• _DATA_:

use chrono::{NaiveDateTime, SecondsFormat};
use serde::{Deserialize, Serialize};
use std::fmt;

#[derive(Debug, Clone, PartialEq, Serialize, Deserialize)]
pub struct Guest {
    #[serde(default)]
    pub id: i64,
    pub name: String,
    #[serde(default)]
    pub attending: Option<bool>,
    #[serde(default)]
    pub plus_ones: i64,
    #[serde(default)]
    pub dietary_restrictions: Option<String>,
    #[serde(default)]
    pub created_at: Option<NaiveDateTime>,
    #[serde(default)]
    pub updated_at: Option<NaiveDateTime>,
    #[serde(default)]
    pub first_opened_at: Option<NaiveDateTime>,
}

impl Guest {
    /// A guest that has not been stored yet
    pub fn new(name: impl Into<String>) -> Self {
        Self {
            id: 0,
            name: name.into(),
            attending: None,
            plus_ones: 0,
            dietary_restrictions: None,
            created_at: None,
            updated_at: None,
            first_opened_at: None,
        }
    }
}

#[derive(Debug, Clone, PartialEq, Serialize, Deserialize)]
pub struct Comment {
    pub id: i64,
    pub guest_id: i64,
    pub content: String,
    pub created_at: Option<NaiveDateTime>,
}

#[derive(Debug, Clone, PartialEq, Serialize)]
pub struct CommentWithGuest {
    #[serde(flatten)]
    pub comment: Comment,
    pub guest_name: String,
}

/// One page of comments, newest first
#[derive(Debug, Clone, Serialize)]
pub struct PaginatedComments {
    pub comments: Vec<CommentWithGuest>,
    pub total_count: i64,
    #[serde(skip_serializing_if = "Option::is_none")]
    pub next_cursor: Option<String>,
}

/// Position after the last comment of a page.
///
/// Rendered as `<RFC 3339 created_at>_<id>`. A cursor without an id matches
/// only strictly older comments.
#[derive(Debug, Clone, Copy, PartialEq, Eq)]
pub struct PageCursor {
    pub created_at: NaiveDateTime,
    pub id: Option<i64>,
}

impl fmt::Display for PageCursor {
    fn fmt(&self, f: &mut fmt::Formatter<'_>) -> fmt::Result {
        let created_at = self.created_at.and_utc().to_rfc3339_opts(SecondsFormat::AutoSi, true);
        match self.id {
            Some(id) => write!(f, "{}_{}", created_at, id),
            None => f.write_str(&created_at),
        }
    }
}

// API request models
#[derive(Debug, Deserialize)]
pub struct LoginRequest {
    pub name: String,
}

#[derive(Debug, Deserialize)]
pub struct RsvpRequest {
    pub name: String,
    pub attending: bool,
}

#[derive(Debug, Deserialize)]
pub struct CommentRequest {
    pub content: String,
}
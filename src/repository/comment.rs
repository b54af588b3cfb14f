use crate::db::comment as comment_db;
use crate::models::{Comment, PageCursor, PaginatedComments};
use async_trait::async_trait;
use sqlx::SqlitePool;

/// Comment data access.
#[cfg_attr(test, mockall::automock)]
#[async_trait]
pub trait CommentRepository: Send + Sync {
    /// Stores a new comment and assigns its id and creation time.
    async fn create(&self, comment: &mut Comment) -> Result<(), sqlx::Error>;

    /// Stores a new comment unless its guest already has `limit` comments.
    /// Returns whether the comment was stored.
    async fn create_within_limit(&self, comment: &mut Comment, limit: i64) -> Result<bool, sqlx::Error>;

    /// Lists one guest's comments, newest first.
    async fn get_by_guest_id(&self, guest_id: i64) -> Result<Vec<Comment>, sqlx::Error>;

    /// Lists every comment, newest first.
    async fn get_all(&self) -> Result<Vec<Comment>, sqlx::Error>;

    /// Fetches a page of comments joined with their authors' names.
    async fn get_page_with_guests(
        &self,
        limit: i64,
        cursor: Option<PageCursor>,
    ) -> Result<PaginatedComments, sqlx::Error>;
}

/// SQLite-backed comment repository.
#[derive(Clone)]
pub struct SqlCommentRepository {
    pool: SqlitePool,
}

impl SqlCommentRepository {
    pub fn new(pool: SqlitePool) -> Self {
        Self { pool }
    }
}

#[async_trait]
impl CommentRepository for SqlCommentRepository {
    async fn create(&self, comment: &mut Comment) -> Result<(), sqlx::Error> {
        comment_db::create_comment(&self.pool, comment).await
    }

    async fn create_within_limit(&self, comment: &mut Comment, limit: i64) -> Result<bool, sqlx::Error> {
        comment_db::create_comment_within_limit(&self.pool, comment, limit).await
    }

    async fn get_by_guest_id(&self, guest_id: i64) -> Result<Vec<Comment>, sqlx::Error> {
        comment_db::get_comments_by_guest_id(&self.pool, guest_id).await
    }

    async fn get_all(&self) -> Result<Vec<Comment>, sqlx::Error> {
        comment_db::get_all_comments(&self.pool).await
    }

    async fn get_page_with_guests(
        &self,
        limit: i64,
        cursor: Option<PageCursor>,
    ) -> Result<PaginatedComments, sqlx::Error> {
        comment_db::get_comments_page(&self.pool, limit, cursor).await
    }
}
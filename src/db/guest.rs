use crate::models::Guest;
use sqlx::sqlite::SqliteRow;
use sqlx::{Row, SqlitePool};
use tracing::{debug, info};

const GUEST_COLUMNS: &str = "id, name, attending, plus_ones, dietary_restrictions, \
                             created_at, updated_at, first_opened_at";

fn guest_from_row(row: &SqliteRow) -> Result<Guest, sqlx::Error> {
    Ok(Guest {
        id: row.try_get("id")?,
        name: row.try_get("name")?,
        attending: row.try_get("attending")?,
        plus_ones: row.try_get::<Option<i64>, _>("plus_ones")?.unwrap_or(0),
        dietary_restrictions: row.try_get("dietary_restrictions")?,
        created_at: row.try_get("created_at")?,
        updated_at: row.try_get("updated_at")?,
        first_opened_at: row.try_get("first_opened_at")?,
    })
}

pub async fn get_guest_by_name(pool: &SqlitePool, name: &str) -> Result<Option<Guest>, sqlx::Error> {
    debug!("Querying guest with name: {}", name);

    let row = sqlx::query(&format!("SELECT {} FROM guests WHERE name = ?", GUEST_COLUMNS))
        .bind(name)
        .fetch_optional(pool)
        .await?;

    row.as_ref().map(guest_from_row).transpose()
}

pub async fn get_all_guests(pool: &SqlitePool) -> Result<Vec<Guest>, sqlx::Error> {
    let rows = sqlx::query(&format!("SELECT {} FROM guests ORDER BY id", GUEST_COLUMNS))
        .fetch_all(pool)
        .await?;

    rows.iter().map(guest_from_row).collect()
}

/// Insert a guest, filling in its generated id and timestamps.
pub async fn create_guest(pool: &SqlitePool, guest: &mut Guest) -> Result<(), sqlx::Error> {
    let mut tx = pool.begin().await?;
    insert_guest(&mut tx, guest).await?;
    tx.commit().await?;

    info!("Created guest {} with ID {}", guest.name, guest.id);
    Ok(())
}

/// Update a guest by id. Fails with `RowNotFound` when no such guest exists.
pub async fn update_guest(pool: &SqlitePool, guest: &mut Guest) -> Result<(), sqlx::Error> {
    let mut tx = pool.begin().await?;
    apply_guest_update(&mut tx, guest).await?;
    tx.commit().await?;

    info!("Updated guest with ID {}", guest.id);
    Ok(())
}

/// Insert several guests in one transaction; nothing is stored if any insert fails.
pub async fn bulk_create_guests(pool: &SqlitePool, guests: &mut [Guest]) -> Result<(), sqlx::Error> {
    let mut tx = pool.begin().await?;
    for guest in guests.iter_mut() {
        insert_guest(&mut tx, guest).await?;
    }
    tx.commit().await?;

    info!("Created {} guests", guests.len());
    Ok(())
}

/// Update several guests in one transaction; any missing id rolls back the whole batch.
pub async fn bulk_update_guests(pool: &SqlitePool, guests: &mut [Guest]) -> Result<(), sqlx::Error> {
    let mut tx = pool.begin().await?;
    for guest in guests.iter_mut() {
        apply_guest_update(&mut tx, guest).await?;
    }
    tx.commit().await?;

    info!("Updated {} guests", guests.len());
    Ok(())
}

/// Record the first time a guest opened their invitation.
///
/// Later openings keep the first timestamp. Returns whether a row changed.
pub async fn mark_invitation_opened(pool: &SqlitePool, name: &str) -> Result<bool, sqlx::Error> {
    let result = sqlx::query(
        "UPDATE guests SET first_opened_at = CURRENT_TIMESTAMP
         WHERE name = ? AND first_opened_at IS NULL"
    )
    .bind(name)
    .execute(pool)
    .await?;

    Ok(result.rows_affected() > 0)
}

async fn insert_guest(
    tx: &mut sqlx::Transaction<'_, sqlx::Sqlite>,
    guest: &mut Guest,
) -> Result<(), sqlx::Error> {
    let row = sqlx::query(
        "INSERT INTO guests (name, attending, plus_ones, dietary_restrictions)
         VALUES (?, ?, ?, ?)
         RETURNING id, created_at, updated_at"
    )
    .bind(&guest.name)
    .bind(guest.attending)
    .bind(guest.plus_ones)
    .bind(&guest.dietary_restrictions)
    .fetch_one(&mut **tx)
    .await?;

    guest.id = row.try_get("id")?;
    guest.created_at = row.try_get("created_at")?;
    guest.updated_at = row.try_get("updated_at")?;
    Ok(())
}

async fn apply_guest_update(
    tx: &mut sqlx::Transaction<'_, sqlx::Sqlite>,
    guest: &mut Guest,
) -> Result<(), sqlx::Error> {
    let row = sqlx::query(
        "UPDATE guests SET
            name = ?,
            attending = ?,
            plus_ones = ?,
            dietary_restrictions = ?,
            updated_at = CURRENT_TIMESTAMP
         WHERE id = ?
         RETURNING updated_at"
    )
    .bind(&guest.name)
    .bind(guest.attending)
    .bind(guest.plus_ones)
    .bind(&guest.dietary_restrictions)
    .bind(guest.id)
    .fetch_optional(&mut **tx)
    .await?
    .ok_or(sqlx::Error::RowNotFound)?;

    guest.updated_at = row.try_get("updated_at")?;
    Ok(())
}
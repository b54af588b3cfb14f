//! Cache key generation and management

use std::fmt;

/// A structured cache key that renders to the string stored in the cache
#[derive(Debug, Clone, PartialEq, Eq, Hash)]
pub enum CacheKey {
    /// Single guest lookup by name (may hold a cached "not found")
    Guest(String),
    /// The full guest list
    AllGuests,
    /// Comments written by one guest
    GuestComments(String),
    /// Every comment
    AllComments,
}

impl CacheKey {
    /// Create a key for a single guest lookup
    pub fn guest(name: &str) -> Self {
        Self::Guest(name.to_string())
    }

    /// Create a key for a guest's comment list
    pub fn guest_comments(guest_name: &str) -> Self {
        Self::GuestComments(guest_name.to_string())
    }
}

impl fmt::Display for CacheKey {
    fn fmt(&self, f: &mut fmt::Formatter<'_>) -> fmt::Result {
        match self {
            Self::Guest(name) => write!(f, "guest_{}", name),
            Self::AllGuests => f.write_str("all_guests"),
            Self::GuestComments(name) => write!(f, "comments_guest_{}", name),
            Self::AllComments => f.write_str("all_comments"),
        }
    }
}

• _WHAT TO PRODUCE_:
Within the lines above, find those holding the word "that" and copy them.

• _TASK RESULT_:
    /// A guest that has not been stored yet
/// A structured cache key that renders to the string stored in the cache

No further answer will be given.